■ Provided records
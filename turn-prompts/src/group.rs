//! Sections that combine children into one message or one text block.

use std::sync::Arc;

use async_trait::async_trait;
use turn_primitives::{Message, MessageRole};

use crate::error::PromptResult;
use crate::layout::{MessagesMode, TextMode, layout};
use crate::section::{PromptSection, RenderContext, RenderedSection, SectionBudget};

/// Lays out children as text and emits them as a single message.
pub struct GroupSection {
    sections: Vec<Arc<dyn PromptSection>>,
    role: MessageRole,
    separator: String,
    text_prefix: String,
    budget: SectionBudget,
    required: bool,
}

impl std::fmt::Debug for GroupSection {
    fn fmt(&self, f: &mut std::fmt::Formatter<'_>) -> std::fmt::Result {
        f.debug_struct("GroupSection")
            .field("sections", &self.sections.len())
            .field("role", &self.role)
            .field("budget", &self.budget)
            .field("required", &self.required)
            .finish_non_exhaustive()
    }
}

impl GroupSection {
    /// Creates a required group with an automatic budget and `"\n\n"` separator.
    #[must_use]
    pub fn new(sections: Vec<Arc<dyn PromptSection>>, role: MessageRole) -> Self {
        Self {
            sections,
            role,
            separator: "\n\n".to_owned(),
            text_prefix: String::new(),
            budget: SectionBudget::Auto,
            required: true,
        }
    }

    /// Sets the separator placed between children.
    #[must_use]
    pub fn with_separator(mut self, separator: impl Into<String>) -> Self {
        self.separator = separator.into();
        self
    }

    /// Sets the prefix prepended to the text form.
    #[must_use]
    pub fn with_text_prefix(mut self, prefix: impl Into<String>) -> Self {
        self.text_prefix = prefix.into();
        self
    }

    /// Sets the token budget.
    #[must_use]
    pub fn with_budget(mut self, budget: SectionBudget) -> Self {
        self.budget = budget;
        self
    }

    /// Marks the group optional so it may be dropped by its parent.
    #[must_use]
    pub fn optional(mut self) -> Self {
        self.required = false;
        self
    }
}

#[async_trait]
impl PromptSection for GroupSection {
    fn required(&self) -> bool {
        self.required
    }

    fn budget(&self) -> SectionBudget {
        self.budget
    }

    async fn render_as_messages(
        &self,
        ctx: &RenderContext<'_>,
        max_tokens: usize,
    ) -> PromptResult<RenderedSection<Vec<Message>>> {
        let max_tokens = self.budget.cap(max_tokens);
        let rendered = layout::<TextMode>(&self.sections, ctx, max_tokens, &self.separator).await?;
        let output = if rendered.output.is_empty() {
            Vec::new()
        } else {
            vec![Message::new(self.role, rendered.output)]
        };
        Ok(RenderedSection::new(output, rendered.length, max_tokens))
    }

    async fn render_as_text(
        &self,
        ctx: &RenderContext<'_>,
        max_tokens: usize,
    ) -> PromptResult<RenderedSection<String>> {
        let max_tokens = self.budget.cap(max_tokens);
        let prefix_cost = ctx.tokenizer.count(&self.text_prefix);
        let rendered = layout::<TextMode>(
            &self.sections,
            ctx,
            max_tokens.saturating_sub(prefix_cost),
            &self.separator,
        )
        .await?;
        if self.text_prefix.is_empty() || rendered.output.is_empty() {
            return Ok(RenderedSection::new(rendered.output, rendered.length, max_tokens));
        }
        let text = format!("{}{}", self.text_prefix, rendered.output);
        let length = ctx.tokenizer.count(&text);
        Ok(RenderedSection::new(text, length, max_tokens))
    }
}

/// Root section of a prompt.
///
/// The message form concatenates the children's messages; the text form joins
/// the children with a blank line.
pub struct Prompt {
    sections: Vec<Arc<dyn PromptSection>>,
    separator: String,
    budget: SectionBudget,
    required: bool,
}

impl std::fmt::Debug for Prompt {
    fn fmt(&self, f: &mut std::fmt::Formatter<'_>) -> std::fmt::Result {
        f.debug_struct("Prompt")
            .field("sections", &self.sections.len())
            .field("budget", &self.budget)
            .finish_non_exhaustive()
    }
}

impl Prompt {
    /// Creates a root over `sections`.
    #[must_use]
    pub fn new(sections: Vec<Arc<dyn PromptSection>>) -> Self {
        Self {
            sections,
            separator: "\n\n".to_owned(),
            budget: SectionBudget::Auto,
            required: true,
        }
    }

    /// Returns the child sections.
    #[must_use]
    pub fn sections(&self) -> &[Arc<dyn PromptSection>] {
        &self.sections
    }

    /// Returns a copy of this prompt with `section` appended.
    #[must_use]
    pub fn with_section(&self, section: Arc<dyn PromptSection>) -> Self {
        self.with_section_at(self.sections.len(), section)
    }

    /// Returns a copy of this prompt with `section` inserted at `index`.
    ///
    /// Indices past the end append.
    #[must_use]
    pub fn with_section_at(&self, index: usize, section: Arc<dyn PromptSection>) -> Self {
        let mut sections = self.sections.clone();
        sections.insert(index.min(sections.len()), section);
        Self {
            sections,
            separator: self.separator.clone(),
            budget: self.budget,
            required: self.required,
        }
    }

    /// Sets the separator placed between children in the text form.
    #[must_use]
    pub fn with_separator(mut self, separator: impl Into<String>) -> Self {
        self.separator = separator.into();
        self
    }

    /// Sets the token budget used when this prompt is nested in another.
    #[must_use]
    pub fn with_budget(mut self, budget: SectionBudget) -> Self {
        self.budget = budget;
        self
    }
}

#[async_trait]
impl PromptSection for Prompt {
    fn required(&self) -> bool {
        self.required
    }

    fn budget(&self) -> SectionBudget {
        self.budget
    }

    async fn render_as_messages(
        &self,
        ctx: &RenderContext<'_>,
        max_tokens: usize,
    ) -> PromptResult<RenderedSection<Vec<Message>>> {
        layout::<MessagesMode>(&self.sections, ctx, self.budget.cap(max_tokens), &self.separator)
            .await
    }

    async fn render_as_text(
        &self,
        ctx: &RenderContext<'_>,
        max_tokens: usize,
    ) -> PromptResult<RenderedSection<String>> {
        layout::<TextMode>(&self.sections, ctx, self.budget.cap(max_tokens), &self.separator).await
    }
}

#[cfg(test)]
mod tests {
    use super::*;
    use serde_json::json;
    use turn_memory::{Memory, TurnState};
    use turn_primitives::{CancellationToken, CharTokenizer, Tokenizer};

    use crate::{ConversationHistory, PromptFunctions, TemplateSection, TextSection};

    fn chat_state() -> TurnState {
        let state = TurnState::new();
        let history = vec![
            Message::user("hi"),
            Message::assistant("hello"),
            Message::user("weather?"),
            Message::assistant("sunny"),
        ];
        state
            .set_value("conversation.history", serde_json::to_value(history).unwrap())
            .unwrap();
        state.set_value("user.name", json!("Ada")).unwrap();
        state
    }

    fn shouting_functions() -> PromptFunctions {
        let functions = PromptFunctions::new();
        functions
            .register_fn("shout", |_memory, args| Ok(json!(args.join(" ").to_uppercase())))
            .unwrap();
        functions
    }

    fn mixed_prompt() -> Prompt {
        Prompt::new(vec![
            Arc::new(TextSection::new(
                "You are a helpful assistant.",
                MessageRole::System,
            )),
            Arc::new(
                GroupSection::new(
                    vec![
                        leaf("Rules:", true),
                        leaf("Be brief. Be kind.\nNever guess.", false),
                    ],
                    MessageRole::System,
                )
                .with_separator("\n")
                .with_text_prefix("## "),
            ),
            Arc::new(ConversationHistory::new("conversation.history")),
            Arc::new(
                TextSection::new("Tip: ask follow-up questions.", MessageRole::User)
                    .optional()
                    .with_budget(SectionBudget::Fixed(10)),
            ),
            Arc::new(
                TemplateSection::new("Hello {{$user.name}}. {{shout ok}}", MessageRole::User)
                    .unwrap(),
            ),
        ])
    }

    fn leaf(text: &str, required: bool) -> Arc<dyn PromptSection> {
        let section = TextSection::new(text, MessageRole::User);
        if required {
            Arc::new(section)
        } else {
            Arc::new(section.optional())
        }
    }

    #[tokio::test]
    async fn group_drops_optional_children_before_required_ones() {
        let state = TurnState::new();
        let functions = PromptFunctions::new();
        let cancel = CancellationToken::new();
        let ctx = RenderContext::new(&state, &functions, &CharTokenizer, &cancel);

        let group = GroupSection::new(
            vec![
                leaf("required one", true),
                leaf("optional tail that is long", false),
                leaf("required two", true),
            ],
            MessageRole::System,
        )
        .with_separator("\n");
        let rendered = group.render_as_messages(&ctx, 30).await.unwrap();
        assert_eq!(
            rendered.output,
            vec![Message::system("required one\nopti\nrequired two")]
        );
        assert_eq!(rendered.length, 30);
        assert!(!rendered.too_long);

        let rendered = group.render_as_messages(&ctx, 26).await.unwrap();
        assert_eq!(
            rendered.output,
            vec![Message::system("required one\nrequired two")]
        );
        assert_eq!(rendered.length, 25);
    }

    #[tokio::test]
    async fn text_history_fills_the_budget_net_of_separators() {
        let state = chat_state();
        let functions = PromptFunctions::new();
        let cancel = CancellationToken::new();
        let ctx = RenderContext::new(&state, &functions, &CharTokenizer, &cancel);

        let prompt = Prompt::new(vec![
            Arc::new(TextSection::new("System rules.", MessageRole::System)),
            Arc::new(ConversationHistory::new("conversation.history")),
        ]);

        for budget in [44, 45] {
            let rendered = prompt.render_as_text(&ctx, budget).await.unwrap();
            assert_eq!(rendered.output, "System rules.\n\nassistant: sunny", "{budget}");
            assert_eq!(rendered.length, 31);
            assert!(!rendered.too_long);
        }

        let rendered = prompt.render_as_text(&ctx, 46).await.unwrap();
        assert_eq!(
            rendered.output,
            "System rules.\n\nuser: weather?\nassistant: sunny"
        );
        assert_eq!(rendered.length, 46);
    }

    #[tokio::test]
    async fn required_group_leaves_room_for_later_required_siblings() {
        let state = TurnState::new();
        let functions = PromptFunctions::new();
        let cancel = CancellationToken::new();
        let ctx = RenderContext::new(&state, &functions, &CharTokenizer, &cancel);

        let prompt = Prompt::new(vec![
            Arc::new(
                GroupSection::new(
                    vec![leaf("head", true), leaf("long optional detail", false)],
                    MessageRole::System,
                )
                .with_separator("\n"),
            ),
            leaf("tail", true),
        ]);
        let rendered = prompt.render_as_text(&ctx, 15).await.unwrap();
        assert_eq!(rendered.output, "head\nlong\n\ntail");
        assert_eq!(rendered.length, 15);
        assert!(!rendered.too_long);
    }

    #[tokio::test]
    async fn mixed_tree_stays_within_every_budget() {
        let state = chat_state();
        let functions = shouting_functions();
        let cancel = CancellationToken::new();
        let ctx = RenderContext::new(&state, &functions, &CharTokenizer, &cancel);
        let prompt = mixed_prompt();

        let text_floor = prompt.render_as_text(&ctx, 0).await.unwrap().length;
        let messages_floor = prompt.render_as_messages(&ctx, 0).await.unwrap().length;
        assert_eq!(text_floor, 28 + 2 + 9 + 2 + 13);
        assert_eq!(messages_floor, 28 + 6 + 13);

        for budget in 0..=80 {
            let text = prompt.render_as_text(&ctx, budget).await.unwrap();
            assert_eq!(text.length, CharTokenizer.count(&text.output), "text at {budget}");
            assert_eq!(text.too_long, budget < text_floor, "text at {budget}");
            assert!(text.output.starts_with("You are a helpful assistant."));
            assert!(text.output.ends_with("Hello Ada. OK"), "text at {budget}");

            let messages = prompt.render_as_messages(&ctx, budget).await.unwrap();
            assert_eq!(
                messages.length,
                ctx.messages_length(&messages.output),
                "messages at {budget}"
            );
            assert_eq!(messages.too_long, budget < messages_floor, "messages at {budget}");
            assert_eq!(
                messages.output.last(),
                Some(&Message::user("Hello Ada. OK")),
                "messages at {budget}"
            );
        }
    }

    #[tokio::test]
    async fn rendering_is_deterministic() {
        let state = chat_state();
        let functions = shouting_functions();
        let cancel = CancellationToken::new();
        let ctx = RenderContext::new(&state, &functions, &CharTokenizer, &cancel);
        let prompt = mixed_prompt();

        for budget in [0, 40, 60, 75, 500] {
            let first = prompt.render_as_text(&ctx, budget).await.unwrap();
            let second = prompt.render_as_text(&ctx, budget).await.unwrap();
            assert_eq!(first, second, "text at {budget}");

            let first = prompt.render_as_messages(&ctx, budget).await.unwrap();
            let second = prompt.render_as_messages(&ctx, budget).await.unwrap();
            assert_eq!(first, second, "messages at {budget}");
        }
    }

    #[tokio::test]
    async fn prompt_text_joins_with_blank_lines() {
        let state = TurnState::new();
        let functions = PromptFunctions::new();
        let cancel = CancellationToken::new();
        let ctx = RenderContext::new(&state, &functions, &CharTokenizer, &cancel);

        let prompt = Prompt::new(vec![leaf("first", true), leaf("second", true)]);
        let rendered = prompt.render_as_text(&ctx, 100).await.unwrap();
        assert_eq!(rendered.output, "first\n\nsecond");
        assert_eq!(rendered.length, 13);

        let messages = prompt.render_as_messages(&ctx, 100).await.unwrap();
        assert_eq!(messages.output.len(), 2);
        assert_eq!(messages.length, 11);
    }

    #[tokio::test]
    async fn with_section_at_inserts_without_mutating() {
        let prompt = Prompt::new(vec![leaf("a", true), leaf("c", true)]);
        let extended = prompt.with_section_at(1, leaf("b", true));
        assert_eq!(prompt.sections().len(), 2);
        assert_eq!(extended.sections().len(), 3);

        let state = TurnState::new();
        let functions = PromptFunctions::new();
        let cancel = CancellationToken::new();
        let ctx = RenderContext::new(&state, &functions, &CharTokenizer, &cancel);
        let rendered = extended.render_as_text(&ctx, 100).await.unwrap();
        assert_eq!(rendered.output, "a\n\nb\n\nc");
    }
}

■ Work to be completed
Each line from the start of the listing through the line with "a single message." is to be restated verbatim, both ends included.

■ Answer to this problem
filename turn-prompts/src/group.rs
//! Sections that combine children into one message or one text block.

use std::sync::Arc;

use async_trait::async_trait;
use turn_primitives::{Message, MessageRole};

use crate::error::PromptResult;
use crate::layout::{MessagesMode, TextMode, layout};
use crate::section::{PromptSection, RenderContext, RenderedSection, SectionBudget};

/// Lays out children as text and emits them as a single message.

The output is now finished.